═════ Data for this task ═════

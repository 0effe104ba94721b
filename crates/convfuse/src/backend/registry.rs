//! Explicit registry lending CPU backend contexts to execution contexts.
//!
//! A context must be registered before kernels can borrow its backend; the backend itself
//! is built lazily on the first [`BackendContextRegistry::get_or_create`] call and dropped
//! when the context is unregistered and the last borrower releases it.

use std::collections::HashMap;
use std::sync::{Arc, PoisonError, RwLock};

use super::context::{ContextId, CpuBackendContext, ExecutionContext, ExternalCpuBackendContext};
use crate::error::{KernelError, KernelResult};

#[derive(Default)]
pub struct BackendContextRegistry {
    contexts: RwLock<HashMap<ContextId, Arc<ExternalCpuBackendContext>>>,
}

impl BackendContextRegistry {
    pub fn new() -> Self {
        Self::default()
    }

    /// Registers `context`. Returns `false` when it was already registered.
    pub fn register(&self, context: &ExecutionContext) -> bool {
        let mut contexts = self.contexts.write().unwrap_or_else(PoisonError::into_inner);
        if contexts.contains_key(&context.id()) {
            return false;
        }
        contexts.insert(context.id(), Arc::new(ExternalCpuBackendContext::new()));
        tracing::debug!(context = context.id(), "registered execution context");
        true
    }

    /// Tears down the registration of `id`. Returns `false` when nothing was registered.
    pub fn unregister(&self, id: ContextId) -> bool {
        let removed = self
            .contexts
            .write()
            .unwrap_or_else(PoisonError::into_inner)
            .remove(&id)
            .is_some();
        if removed {
            tracing::debug!(context = id, "unregistered execution context");
        }
        removed
    }

    pub fn is_registered(&self, id: ContextId) -> bool {
        self.contexts
            .read()
            .unwrap_or_else(PoisonError::into_inner)
            .contains_key(&id)
    }

    /// Whether the backend of `id` has been built. `false` for unregistered contexts.
    pub fn is_initialized(&self, id: ContextId) -> bool {
        self.contexts
            .read()
            .unwrap_or_else(PoisonError::into_inner)
            .get(&id)
            .is_some_and(|slot| slot.is_initialized())
    }

    pub fn len(&self) -> usize {
        self.contexts
            .read()
            .unwrap_or_else(PoisonError::into_inner)
            .len()
    }

    pub fn is_empty(&self) -> bool {
        self.len() == 0
    }

    /// Returns the backend of `context`, building it on first use.
    ///
    /// Repeated calls return the same instance. An unregistered context yields
    /// [`KernelError::BackendMisconfigured`], which callers must treat as fatal.
    pub fn get_or_create(
        &self,
        context: &ExecutionContext,
    ) -> KernelResult<Arc<CpuBackendContext>> {
        let slot = self
            .contexts
            .read()
            .unwrap_or_else(PoisonError::into_inner)
            .get(&context.id())
            .cloned();
        let Some(slot) = slot else {
            tracing::error!(
                context = context.id(),
                "execution context has no backend registration"
            );
            return Err(KernelError::BackendMisconfigured(format!(
                "execution context {} was not registered with the backend registry",
                context.id()
            )));
        };
        slot.get_or_init(context)
    }
}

═════

◆ Try it
Which of the lines above mention the word "BackendContextRegistry"? Pull those lines out.

◆ Solution for this exercise
//! is built lazily on the first [`BackendContextRegistry::get_or_create`] call and dropped
pub struct BackendContextRegistry {
impl BackendContextRegistry {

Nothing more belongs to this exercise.